# [The problem]
Using the listing below, select the lines with the word "Invalid" and copy them.

# [Records provided]
+++

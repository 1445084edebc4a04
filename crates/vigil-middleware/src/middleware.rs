//! The conformance-checking middleware.
//!
//! [`ConformanceMiddleware`] wraps a handler and observes every exchange
//! that passes through it: the request is checked against the contract
//! before the handler runs, the response is captured and checked after.
//! Violations only ever land in the [`IssueLog`]; the wrapped handler's
//! response reaches the caller byte-for-byte, and the handler runs exactly
//! once per exchange whatever the checks find.

use std::sync::Arc;

use http_body_util::Full;
use tracing::warn;
use vigil_contract::ContractRouter;

use crate::handler::HttpHandler;
use crate::issues::{ConformanceReport, IssueLog, ValidationIssue};
use crate::types::{collect_bytes, BoxFuture, Request, Response};

/// Middleware that validates exchanges against an API contract.
///
/// Built via [`Checker::middleware`](crate::Checker::middleware). The
/// contract router is shared read-only across middleware instances; each
/// instance owns its own issue log.
pub struct ConformanceMiddleware<H> {
    router: Arc<ContractRouter>,
    next: H,
    issues: IssueLog,
}

impl<H: HttpHandler> ConformanceMiddleware<H> {
    /// Wraps a handler with conformance checking against the given contract.
    pub fn new(router: Arc<ContractRouter>, next: H) -> Self {
        Self {
            router,
            next,
            issues: IssueLog::new(),
        }
    }

    /// Processes one exchange.
    ///
    /// Resolution or validation failures are appended to the issue log and
    /// never alter the exchange: the wrapped handler always runs with the
    /// original request, and its response is always returned unchanged.
    pub async fn handle(&self, request: Request) -> Response {
        let method = request.method().clone();
        let uri = request.uri().clone();

        let route = match self.router.resolve(method.as_str(), uri.path()) {
            Ok(route) => route,
            Err(err) => {
                warn!(method = %method, uri = %uri, error = %err, "route not found in contract");
                self.issues.append(ValidationIssue::new(
                    &method,
                    &uri,
                    format!("Route not found in specification: {err}"),
                ));
                // Nothing to validate against; forward untouched.
                return self.next.call(request).await;
            }
        };

        // Buffer the request body so it can be inspected and still reach
        // the handler unchanged.
        let (parts, body) = request.into_parts();
        let body_bytes = collect_bytes(body).await;

        if let Err(err) =
            self.router
                .check_request(&route, &parts.headers, parts.uri.query(), &body_bytes)
        {
            warn!(method = %method, uri = %uri, error = %err, "request does not conform");
            self.issues.append(ValidationIssue::new(
                &method,
                &uri,
                format!("Invalid request: {err}"),
            ));
            // Observational only; the exchange continues.
        }

        let request = Request::from_parts(parts, Full::new(body_bytes));
        let response = self.next.call(request).await;

        // Capture the full response, then replay the same parts and bytes
        // to the caller.
        let (parts, body) = response.into_parts();
        let body_bytes = collect_bytes(body).await;

        if !body_bytes.is_empty() {
            if let Err(err) = self.router.check_response(
                &route,
                parts.status.as_u16(),
                &parts.headers,
                &body_bytes,
            ) {
                warn!(method = %method, uri = %uri, error = %err, "response does not conform");
                self.issues.append(ValidationIssue::new(
                    &method,
                    &uri,
                    format!("Invalid response: {err}"),
                ));
            }
        }

        Response::from_parts(parts, Full::new(body_bytes))
    }

    /// The issue log for this middleware instance.
    pub fn issues(&self) -> &IssueLog {
        &self.issues
    }

    /// Collapses the issue log into a single aggregate failure.
    ///
    /// Returns `None` when every exchange so far conformed.
    pub fn summarize(&self) -> Option<ConformanceReport> {
        self.issues.summarize()
    }

    /// The shared contract router.
    pub fn router(&self) -> &Arc<ContractRouter> {
        &self.router
    }
}

impl<H: HttpHandler> HttpHandler for ConformanceMiddleware<H> {
    fn call(&self, request: Request) -> BoxFuture<'_, Response> {
        Box::pin(self.handle(request))
    }
}

#[cfg(test)]
mod tests {
    use super::*;
    use crate::handler::FnHandler;
    use bytes::Bytes;
    use http::StatusCode;
    use std::sync::atomic::{AtomicUsize, Ordering};
    use vigil_contract::DocumentLoader;

    fn test_router() -> Arc<ContractRouter> {
        let contract = DocumentLoader::from_json(
            r#"{
                "info": { "title": "t", "version": "1" },
                "paths": {
                    "/ping": {
                        "get": { "operationId": "ping", "responses": { "200": {} } }
                    }
                }
            }"#,
        )
        .unwrap();
        Arc::new(ContractRouter::with_defaults(contract))
    }

    fn ok_handler(invocations: Arc<AtomicUsize>) -> impl HttpHandler {
        FnHandler::new(move |_request: Request| {
            let invocations = invocations.clone();
            async move {
                invocations.fetch_add(1, Ordering::SeqCst);
                http::Response::builder()
                    .status(StatusCode::OK)
                    .body(Full::new(Bytes::new()))
                    .unwrap()
            }
        })
    }

    fn request(method: &str, uri: &str) -> Request {
        http::Request::builder()
            .method(method)
            .uri(uri)
            .body(Full::new(Bytes::new()))
            .unwrap()
    }

    #[tokio::test]
    async fn test_conformant_exchange_logs_nothing() {
        let invocations = Arc::new(AtomicUsize::new(0));
        let middleware = ConformanceMiddleware::new(test_router(), ok_handler(invocations.clone()));

        let response = middleware.handle(request("GET", "/ping")).await;
        assert_eq!(response.status(), StatusCode::OK);
        assert_eq!(invocations.load(Ordering::SeqCst), 1);
        assert!(middleware.summarize().is_none());
    }

    #[tokio::test]
    async fn test_unknown_route_still_forwards() {
        let invocations = Arc::new(AtomicUsize::new(0));
        let middleware = ConformanceMiddleware::new(test_router(), ok_handler(invocations.clone()));

        let response = middleware.handle(request("GET", "/unknown")).await;
        assert_eq!(response.status(), StatusCode::OK);
        // The handler ran despite the missing route.
        assert_eq!(invocations.load(Ordering::SeqCst), 1);

        let issues = middleware.issues().snapshot();
        assert_eq!(issues.len(), 1);
        assert!(issues[0]
            .description
            .starts_with("Route not found in specification:"));
        assert_eq!(issues[0].method, "GET");
        assert_eq!(issues[0].uri, "/unknown");
    }

    #[tokio::test]
    async fn test_handler_runs_exactly_once_per_exchange() {
        let invocations = Arc::new(AtomicUsize::new(0));
        let middleware = ConformanceMiddleware::new(test_router(), ok_handler(invocations.clone()));

        for _ in 0..3 {
            middleware.handle(request("GET", "/ping")).await;
        }
        assert_eq!(invocations.load(Ordering::SeqCst), 3);
    }

    #[tokio::test]
    async fn test_empty_body_skips_response_validation() {
        // 503 is not documented, but the empty body means the response is
        // never checked.
        let middleware = ConformanceMiddleware::new(
            test_router(),
            FnHandler::new(|_request: Request| async {
                http::Response::builder()
                    .status(StatusCode::SERVICE_UNAVAILABLE)
                    .body(Full::new(Bytes::new()))
                    .unwrap()
            }),
        );

        let response = middleware.handle(request("GET", "/ping")).await;
        assert_eq!(response.status(), StatusCode::SERVICE_UNAVAILABLE);
        assert!(middleware.summarize().is_none());
    }

    #[tokio::test]
    async fn test_nonempty_body_checked_against_status() {
        let middleware = ConformanceMiddleware::new(
            test_router(),
            FnHandler::new(|_request: Request| async {
                http::Response::builder()
                    .status(StatusCode::SERVICE_UNAVAILABLE)
                    .body(Full::new(Bytes::from_static(b"oops")))
                    .unwrap()
            }),
        );

        let response = middleware.handle(request("GET", "/ping")).await;
        assert_eq!(response.status(), StatusCode::SERVICE_UNAVAILABLE);

        let issues = middleware.issues().snapshot();
        assert_eq!(issues.len(), 1);
        assert!(issues[0].description.starts_with("Invalid response:"));
        assert!(issues[0].description.contains("status 503"));
    }
}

+++

# [Exercise solution]
                format!("Invalid request: {err}"),
                    format!("Invalid response: {err}"),
        assert!(issues[0].description.starts_with("Invalid response:"));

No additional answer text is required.